Selina mengingatkan, peran orangtua dan guru sangat penting untuk menekan potensi perundungan anak. Pengasuhan yang positif, hak partisipasi anak, hingga pemberian apresiasi pada proses anak perlu dilakukan oleh orangtua.
Temuan kami terkait perundungan pada anak ini menjelaskan bahwa anak berada di lingkungan yang tidak aman.
Di lingkungan sekolah, Selina menuturkan, guru perlu memahami psikologi perkembangan dan perlindungan anak. Materi pelajaran yang diberikan di sekolah harus sesuai dengan kapasitas dan tumbuh kembang anak sehingga anak terhindar dari ancaman kekerasan saat mengenyam pendidikan.
”Berbagai pihak perlu mengambil langkah serius untuk mengakhiri perundungan terhadap anak,” ujar Selina. Upaya pencegahan perundungan itu juga sejalan dengan subtema perayaan Hari Anak Nasional 2023.
Koordinator Komunitas Peduli Pendidikan Jabar HMS Iriyanto menjelaskan, perundungan menjadi permasalahan yang perlu diperhatikan secara menyeluruh. Upaya mencegah perundungan tak bisa hanya dilakukan dari keluarga, tetapi juga memerlukan peranan lembaga pendidikan.
”Tatanan kehidupan dimulai dari rumah tangga. Keteladanan di rumah dari orangtua menentukan karakter anak. Setelah itu, sekolah yang menjadi rumah kedua bagi anak juga menjadi perhatian,” katanya.
Iriyanto menyebut, guru memiliki peran penting dalam mengamati tumbuh kembang anak. Sebab, guru tidak hanya bertanggung jawab dalam hal akademik, tetapi juga mengawasi kondisi anak yang menjadi muridnya.

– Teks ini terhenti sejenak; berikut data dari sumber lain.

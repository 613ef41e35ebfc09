//! CLI commands

pub mod list;
pub mod new;
pub mod search;
pub mod show;
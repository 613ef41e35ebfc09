//! Show a single post with its table of contents and related posts

use anyhow::{anyhow, Result};

use crate::content::{extract_toc, MarkdownRenderer};
use crate::helpers::{format_date, relative_date};
use crate::Folio;

/// Print a post; with `html` the rendered body is printed instead
pub async fn run(folio: &Folio, slug: &str, html: bool) -> Result<()> {
    let index = folio.index().await?;
    let post = index
        .by_slug(slug)
        .ok_or_else(|| anyhow!("No post with slug: {}", slug))?;

    if html {
        println!("{}", MarkdownRenderer::new().render(&post.content));
        return Ok(());
    }

    println!("{}", post.title);
    let today = chrono::Local::now().date_naive();
    println!(
        "{} ({}) by {} - {} min read",
        format_date(&post.date, &folio.config.date_format),
        relative_date(&post.date, &today),
        post.author,
        post.reading_time
    );
    println!("Category: {}", post.category);
    if !post.tags.is_empty() {
        println!("Tags: {}", post.tags.join(", "));
    }
    if !post.excerpt.is_empty() {
        println!("\n{}", post.excerpt);
    }

    let toc = extract_toc(&post.content);
    if !toc.is_empty() {
        println!("\nContents:");
        for entry in toc {
            let indent = "  ".repeat(usize::from(entry.level));
            println!("{}{} (#{})", indent, entry.title, entry.id);
        }
    }

    let related = index.related(post, folio.config.related_limit);
    if !related.is_empty() {
        println!("\nRelated:");
        for other in related {
            println!("  {} [{}]", other.title, other.slug);
        }
    }

    Ok(())
}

Bahkan, guru bisa disebut sebagai orangtua kedua bagi siswa. Oleh karena itu, Iriyanto mengingatkan, perlu profesionalitas para guru dalam memahami karakter anak dan menjadi orang terpercaya bagi mereka untuk bercerita dan terbuka.

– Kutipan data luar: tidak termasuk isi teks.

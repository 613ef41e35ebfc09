//! Content module - handles post documents, loading, and markdown processing

mod error;
mod frontmatter;
pub mod loader;
mod markdown;
mod post;
pub mod source;
mod toc;

pub use error::{ContentError, FetchError, LoadError};
pub use frontmatter::{parse_date_string, FrontMatter, FrontMatterValue, Header};
pub use loader::{ContentLoader, LoadState};
pub use markdown::MarkdownRenderer;
pub use post::{reading_time, Post, PostDefaults, WORDS_PER_MINUTE};
pub use source::{DocumentSource, FsSource, HttpSource};
pub use toc::{add_heading_ids, extract_toc, heading_id, heading_line_id, TocEntry};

”Saya kurang setuju guru hanya bisa mengajar, masuk ke dalam kelas, lalu menyuruh anak-anak membuka buku. Para guru harus mampu mengamati kondisi anak, apakah ada perubahan dan sebagainya. Jika semua mengamati dan memperhatikan anak, potensi perundungan bisa ditekan dan anak menjadi aman,” ungkapnya.